** Recorded information follows **

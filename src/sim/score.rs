//! Layered scoring rules
//!
//! Baseline mode awards raw per-event values. Aggressive mode layers a
//! combo multiplier, a consecutive-hit chain bonus, a level multiplier and
//! a temporary rainbow multiplier on top, plus a level-clear bonus bundle.
//! Extra-life thresholds apply in both modes.

use serde::{Deserialize, Serialize};

use crate::consts::*;

/// How a score application participates in the multiplier rules.
#[derive(Debug, Clone, Copy, PartialEq, Eq)]
pub enum ScoreEvent {
    /// Multiplied by combo/level/rainbow and feeds the chain counter.
    Normal,
    /// Added raw (level-clear bundles, juggle bonuses).
    Bonus,
}

/// Score, lives, level and the ephemeral scoring accumulators.
#[derive(Debug, Clone, Serialize, Deserialize)]
pub struct Scoreboard {
    pub score: u64,
    pub lives: u32,
    pub level: u32,
    next_extra_life: u64,
    /// Advanced (aggressive-mode) rules active.
    advanced: bool,

    pub combo: f32,
    combo_timer: f32,
    pub chain_hits: u32,
    chain_timer: f32,
    chain_tier: usize,
    pub rainbow_timer: f32,

    // Per-level accumulators, reset at level start.
    pub level_time: f32,
    pub hits_taken: u32,
    pub obstacles_lost: u32,
}

impl Scoreboard {
    pub fn new(advanced: bool) -> Self {
        Self {
            score: 0,
            lives: START_LIVES,
            level: 1,
            next_extra_life: EXTRA_LIFE_STEP,
            advanced,
            combo: 1.0,
            combo_timer: 0.0,
            chain_hits: 0,
            chain_timer: 0.0,
            chain_tier: 0,
            rainbow_timer: 0.0,
            level_time: 0.0,
            hits_taken: 0,
            obstacles_lost: 0,
        }
    }

    /// Advance the decay timers. Runs once per tick.
    pub fn tick(&mut self, dt: f32) {
        self.level_time += dt;

        if self.combo_timer > 0.0 {
            self.combo_timer -= dt;
        } else {
            self.combo = (self.combo - COMBO_DECAY_RATE * dt).max(1.0);
        }

        if self.chain_timer > 0.0 {
            self.chain_timer -= dt;
            if self.chain_timer <= 0.0 {
                self.chain_hits = 0;
                self.chain_tier = 0;
            }
        }

        self.rainbow_timer = (self.rainbow_timer - dt).max(0.0);
    }

    /// Apply a score event and return the points actually awarded.
    pub fn add(&mut self, base: u32, event: ScoreEvent) -> u64 {
        let amount = match event {
            ScoreEvent::Bonus => base as u64,
            ScoreEvent::Normal if !self.advanced => base as u64,
            ScoreEvent::Normal => {
                self.chain_hits += 1;
                self.chain_timer = CHAIN_TIMEOUT;
                let mut chain_bonus = 0u64;
                if let Some(&(mult, required)) = CHAIN_TIERS.get(self.chain_tier)
                    && self.chain_hits >= required
                {
                    chain_bonus = base as u64 * (mult as u64 - 1);
                    self.chain_tier += 1;
                }

                let level_mult = 1.0 + (self.level - 1) as f32 * LEVEL_SCORE_MULT;
                let rainbow = if self.rainbow_timer > 0.0 {
                    RAINBOW_SCORE_MULT
                } else {
                    1.0
                };
                let scaled = (base as f32 * self.combo * level_mult * rainbow).round() as u64;

                self.combo = (self.combo + 0.5).min(MAX_COMBO);
                self.combo_timer = COMBO_WINDOW;

                scaled + chain_bonus
            }
        };
        self.score += amount;
        self.check_extra_lives();
        amount
    }

    /// Start the temporary rainbow multiplier window.
    pub fn activate_rainbow(&mut self) {
        self.rainbow_timer = RAINBOW_DURATION;
    }

    /// Grant one life, subject to the cap.
    pub fn grant_life(&mut self) {
        self.lives = (self.lives + 1).min(MAX_LIVES);
    }

    /// Record a life loss. Returns false when the run ends: the counter
    /// displays down to zero and the hit at zero is fatal.
    pub fn lose_life(&mut self) -> bool {
        self.hits_taken += 1;
        if self.lives == 0 {
            return false;
        }
        self.lives -= 1;
        self.combo = 1.0;
        self.combo_timer = 0.0;
        self.chain_hits = 0;
        self.chain_tier = 0;
        true
    }

    /// Par time for the current level band.
    pub fn par_time(&self) -> f32 {
        const PAR_TIMES: [f32; 4] = [45.0, 60.0, 75.0, 90.0];
        let band = ((self.level - 1) / 3).min(3) as usize;
        PAR_TIMES[band]
    }

    /// Compute and apply the level-clear bonus bundle as a single bonus
    /// event. Baseline mode awards nothing.
    pub fn level_clear(&mut self, remaining_obstacles: usize) -> u64 {
        if !self.advanced {
            return 0;
        }
        let mut bundle = BONUS_LEVEL_COMPLETION;
        if self.obstacles_lost == 0 {
            bundle += BONUS_PERFECT_FIELD;
        }
        if self.level_time <= self.par_time() {
            bundle += BONUS_SPEED_CLEAR;
        }
        if self.hits_taken == 0 {
            bundle += BONUS_NO_HIT;
        }
        bundle += BONUS_PER_OBSTACLE * remaining_obstacles as u32;
        self.add(bundle, ScoreEvent::Bonus)
    }

    /// Advance to the next level and reset the per-level accumulators.
    pub fn advance_level(&mut self) {
        self.level += 1;
        self.begin_level();
    }

    /// Reset the per-level accumulators.
    pub fn begin_level(&mut self) {
        self.level_time = 0.0;
        self.hits_taken = 0;
        self.obstacles_lost = 0;
        self.combo = 1.0;
        self.combo_timer = 0.0;
        self.chain_hits = 0;
        self.chain_tier = 0;
        self.rainbow_timer = 0.0;
    }

    /// A single large event can cross several thresholds at once, so this
    /// loops.
    fn check_extra_lives(&mut self) {
        while self.score >= self.next_extra_life {
            self.next_extra_life += EXTRA_LIFE_STEP;
            self.grant_life();
        }
    }
}

#[cfg(test)]
mod tests {
    use super::*;

    #[test]
    fn baseline_awards_raw_values() {
        let mut board = Scoreboard::new(false);
        assert_eq!(board.add(100, ScoreEvent::Normal), 100);
        assert_eq!(board.add(100, ScoreEvent::Normal), 100);
        assert_eq!(board.combo, 1.0);
        assert_eq!(board.score, 200);
    }

    #[test]
    fn combo_grows_and_multiplies() {
        let mut board = Scoreboard::new(true);
        assert_eq!(board.add(10, ScoreEvent::Normal), 10); // combo 1.0 applied
        assert_eq!(board.add(10, ScoreEvent::Normal), 15); // combo 1.5
        assert_eq!(board.combo, 2.0);
    }

    #[test]
    fn combo_stays_in_bounds() {
        let mut board = Scoreboard::new(true);
        for _ in 0..100 {
            board.add(10, ScoreEvent::Normal);
            assert!(board.combo >= 1.0 && board.combo <= MAX_COMBO);
        }
        assert_eq!(board.combo, MAX_COMBO);
        // Decay after the window lapses, floored at 1.
        for _ in 0..6000 {
            board.tick(SIM_DT);
            assert!(board.combo >= 1.0);
        }
        assert_eq!(board.combo, 1.0);
    }

    #[test]
    fn chain_tier_bonus_awarded_once() {
        let mut board = Scoreboard::new(true);
        let mut tier_hits = Vec::new();
        for i in 1..=6u32 {
            board.combo = 1.0; // isolate the chain contribution
            board.combo_timer = 0.0;
            let awarded = board.add(10, ScoreEvent::Normal);
            if awarded > 10 {
                tier_hits.push(i);
            }
            board.combo = 1.0;
        }
        // First tier requires 3 hits at multiplier 2 (bonus base * 1).
        assert_eq!(tier_hits.first(), Some(&3));
    }

    #[test]
    fn chain_resets_on_timeout() {
        let mut board = Scoreboard::new(true);
        board.add(10, ScoreEvent::Normal);
        board.add(10, ScoreEvent::Normal);
        assert_eq!(board.chain_hits, 2);
        for _ in 0..(2.5 / SIM_DT) as u32 {
            board.tick(SIM_DT);
        }
        assert_eq!(board.chain_hits, 0);
    }

    #[test]
    fn extra_life_loop_crosses_multiple_thresholds() {
        let mut board = Scoreboard::new(false);
        board.add(45_000, ScoreEvent::Bonus);
        // 20k and 40k both crossed in one event.
        assert_eq!(board.lives, START_LIVES + 2);
        board.add(20_000, ScoreEvent::Bonus);
        assert_eq!(board.lives, START_LIVES + 3);
    }

    #[test]
    fn lives_never_exceed_cap() {
        let mut board = Scoreboard::new(false);
        board.add(1_000_000, ScoreEvent::Bonus);
        assert_eq!(board.lives, MAX_LIVES);
    }

    #[test]
    fn life_loss_ends_run_at_zero() {
        let mut board = Scoreboard::new(false);
        assert!(board.lose_life());
        assert!(board.lose_life());
        assert!(board.lose_life());
        assert_eq!(board.lives, 0);
        assert!(!board.lose_life(), "the hit at zero lives is fatal");
    }

    #[test]
    fn level_clear_bundle_composition() {
        let mut board = Scoreboard::new(true);
        // Perfect clear: fast, no losses, no hits, 10 obstacles left.
        let awarded = board.level_clear(10);
        assert_eq!(
            awarded,
            (BONUS_LEVEL_COMPLETION
                + BONUS_PERFECT_FIELD
                + BONUS_SPEED_CLEAR
                + BONUS_NO_HIT
                + BONUS_PER_OBSTACLE * 10) as u64
        );

        let mut slow = Scoreboard::new(true);
        slow.level_time = 1000.0;
        slow.hits_taken = 1;
        slow.obstacles_lost = 4;
        assert_eq!(slow.level_clear(0), BONUS_LEVEL_COMPLETION as u64);
    }

    #[test]
    fn baseline_level_clear_awards_nothing() {
        let mut board = Scoreboard::new(false);
        assert_eq!(board.level_clear(30), 0);
    }

    #[test]
    fn rainbow_multiplier_applies_while_active() {
        let mut board = Scoreboard::new(true);
        board.activate_rainbow();
        assert_eq!(board.add(10, ScoreEvent::Normal), 30);
        for _ in 0..(RAINBOW_DURATION / SIM_DT) as u32 + 2 {
            board.tick(SIM_DT);
        }
        board.combo = 1.0;
        assert_eq!(board.add(10, ScoreEvent::Normal), 10);
    }
}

** End of Recorded information **

Required work: Scan the entries above and show each line that contains the word "Debug".

Result for this task:
#[derive(Debug, Clone, Copy, PartialEq, Eq)]
#[derive(Debug, Clone, Serialize, Deserialize)]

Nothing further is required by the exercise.